Unmanned aerial vehicles legal case

Xizmo Media Productions LLC v. City of New York was a United States federal court case where the company Xizmo Media Productions argued that New York City's "Avigation" law, which was in effect a ban on unmanned aerial vehicles (commonly known as "drones") within New York City, violated the First Amendment to the United States Constitution. Xizmo argued that New York City's drone ban rendered an "inability [for Xizmo] to gather aerial imagery interfering with its directors’ artistic expression". The lawsuit took place in the United States District Court for the Eastern District of New York, before federal judge Eric N. Vitaliano.

In August 2022, Vitaliano denied the city’s motion to dismiss the case. On June 5, 2023, the city settled the case with Xizmo, granting them permission to operate drones. In July 2023, the New York City Police Department (NYPD) announced new rules for operating drones in the city via a permitting process.

==Background==
New York City passed its "Avigation" law in 1948, which stated:It shall be unlawful for any person avigating an aircraft to take off or land, except in an emergency, at any place within the limits of the city other than places of landing designated by the department of transportation or the port of New York authority.New York City's website additionally advises that people who see drones within New York call 9-1-1. Xizmo argues that the Federal Aviation Administration, not the City of New York, has jurisdiction over all airspace in the country, and by extension the airspace over New York City, and only it can enact restrictions on where drones can be flown. Xizmo has previously been cited by New York City police for failure to obey the New York City drone ban. Despite its operators having a part 107 remote pilot certificate, various FAA waivers, and an FAA permit to operate small UAVs "in class B airspace under the jurisdiction of New York's Kennedy Airport Control and LaGuardia Airport Traffic Control", Xizmo was cited and fined under the Avigation law, which it argues the City's interpretation is excessively "expansive".

The core of Xizmo's argument was that New York City's drone ban not only violated FAA precedent but violated the First Amendment by excessively restricting the right to artistic expression through the use of drones for the purpose of aerial photography and videography.

==Failed motion to dismiss==
New York City initially attempted to dismiss the lawsuit, arguing that the Avigation Law did not prohibit drones outright, but merely regulated where they could take off and land. The city also argued that the safety of its residents would be jeopardized by drones, given the presence of skyscrapers and tall buildings within the city.
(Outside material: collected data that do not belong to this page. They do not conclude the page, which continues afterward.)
pub mod collector;
pub mod models;

pub use collector::DiskProbe;
pub use models::DiskUsage;
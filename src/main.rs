use hoststats::{
    AgentConfig, AgentError, ConfigError, HttpReporter, ReportError, StatsAggregator,
};
use log::{error, info};
use std::path::Path;
use std::time::Duration;
use tokio::time;

const DEFAULT_CONFIG_PATH: &str = "hoststats.yaml";

#[tokio::main]
async fn main() {
    env_logger::Builder::from_env(env_logger::Env::default().default_filter_or("info")).init();

    if let Err(e) = run().await {
        error!("{}", e);
        std::process::exit(1);
    }
}

async fn run() -> Result<(), AgentError> {
    let config = load_config()?;

    let client = reqwest::Client::builder()
        .user_agent(concat!(env!("CARGO_PKG_NAME"), "/", env!("CARGO_PKG_VERSION")))
        .connect_timeout(Duration::from_secs(10))
        .build()
        .map_err(ReportError::Request)?;

    let reporter = HttpReporter::new(client.clone(), &config)?;
    let mut aggregator = StatsAggregator::new(client, &config);

    info!("Starting host stats collection...");

    if config.interval_secs == 0 {
        aggregator.run_cycle(&reporter).await;
        return Ok(());
    }

    info!("Reporting every {} seconds", config.interval_secs);
    let mut interval = time::interval(Duration::from_secs(config.interval_secs));
    loop {
        interval.tick().await;
        aggregator.run_cycle(&reporter).await;
    }
}

fn load_config() -> Result<AgentConfig, ConfigError> {
    match std::env::args().nth(1) {
        Some(path) => {
            info!("Loading configuration from {}", path);
            AgentConfig::load_from_file(path)
        }
        None if Path::new(DEFAULT_CONFIG_PATH).exists() => {
            AgentConfig::load_from_file(DEFAULT_CONFIG_PATH)
        }
        None => {
            let config = AgentConfig::default();
            config.validate()?;
            Ok(config)
        }
    }
}
use crate::features::disk::DiskUsage;
use serde::{Deserialize, Serialize};

/// Placeholder written into every field whose source probe failed.
pub const UNAVAILABLE: &str = "Non disponible";

pub fn gigabytes(bytes: u64) -> String {
    format!("{:.2} Go", bytes as f64 / 1_073_741_824.0)
}

/// Serializes as the per-disk record sequence when the probe succeeded and as
/// the sentinel string when it did not; the field itself is always present.
#[derive(Debug, Clone, PartialEq, Serialize, Deserialize)]
#[serde(untagged)]
pub enum DiskUsageField {
    Disks(Vec<DiskUsage>),
    Unavailable(String),
}

impl DiskUsageField {
    pub fn unavailable() -> Self {
        Self::Unavailable(UNAVAILABLE.to_string())
    }
}

/// One complete collection cycle's worth of host facts, flattened for the
/// collector endpoint. Built once per cycle, shipped, then discarded.
#[derive(Debug, Clone, Serialize, Deserialize)]
#[serde(rename_all = "camelCase")]
pub struct SystemSnapshot {
    pub cpu: String,
    pub cores: usize,
    pub cpu_load: [f64; 3],
    pub ram: String,
    pub free_ram: String,
    pub os: String,
    pub uptime: u64,
    pub runtime_version: String,
    pub username: String,
    pub collected_at: String,
    pub gpu: String,
    pub disk_usage: DiskUsageField,
    pub ipv4: String,
    pub ipv6: String,
    pub location: String,
    pub isp: String,
    pub timezone: String,
    pub email: String,
}
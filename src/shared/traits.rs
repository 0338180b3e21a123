use async_trait::async_trait;
use crate::features::snapshot::SystemSnapshot;
use crate::shared::error::CollectionError;

/// An independent, potentially-failing data source contributing a subset of
/// snapshot fields. Probes report failures through `CollectionError`; the
/// aggregation step decides which fields degrade to the sentinel.
#[async_trait]
pub trait AsyncProbe<T: Send> {
    async fn collect(&self) -> Result<T, CollectionError>;
    fn name(&self) -> &'static str;
}

/// One-way delivery of a finished snapshot. Implementations log their own
/// outcome; the aggregation cycle never sees it.
#[async_trait]
pub trait SnapshotSink {
    async fn send(&self, snapshot: &SystemSnapshot);
}
pub mod aggregator;
pub mod models;

pub use aggregator::StatsAggregator;
pub use models::{gigabytes, DiskUsageField, SystemSnapshot, UNAVAILABLE};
The city argued that the Avigation Law did not prohibit drones since the city allowed drone take off and landings to five designated sites in city parks, in Brooklyn, Queens, and Staten Island.

Judge Vitaliano declined the motion to dismiss on August 29, 2022, stating that Xizmo's claims were plausible enough to proceed to discovery. While Vitaliano rejected Xizmo's broadest claim that federal law leaves no room at all for local drone regulation, noting that the FAA itself has said some drone matters are appropriately handled by state and local governments, he found it plausible that the Avigation Law conflicted with federal law in practice. He argued that FAA rules require drone operators to keep the drone within eyesight, a law prohibiting take-offs and landings everywhere except a handful of designated sites effectively made drone flight impossible across most of the city. The only arguably designated sites were five model aircraft fields in city parks, none of which were in or near Manhattan, thus essentially banning operation of drones.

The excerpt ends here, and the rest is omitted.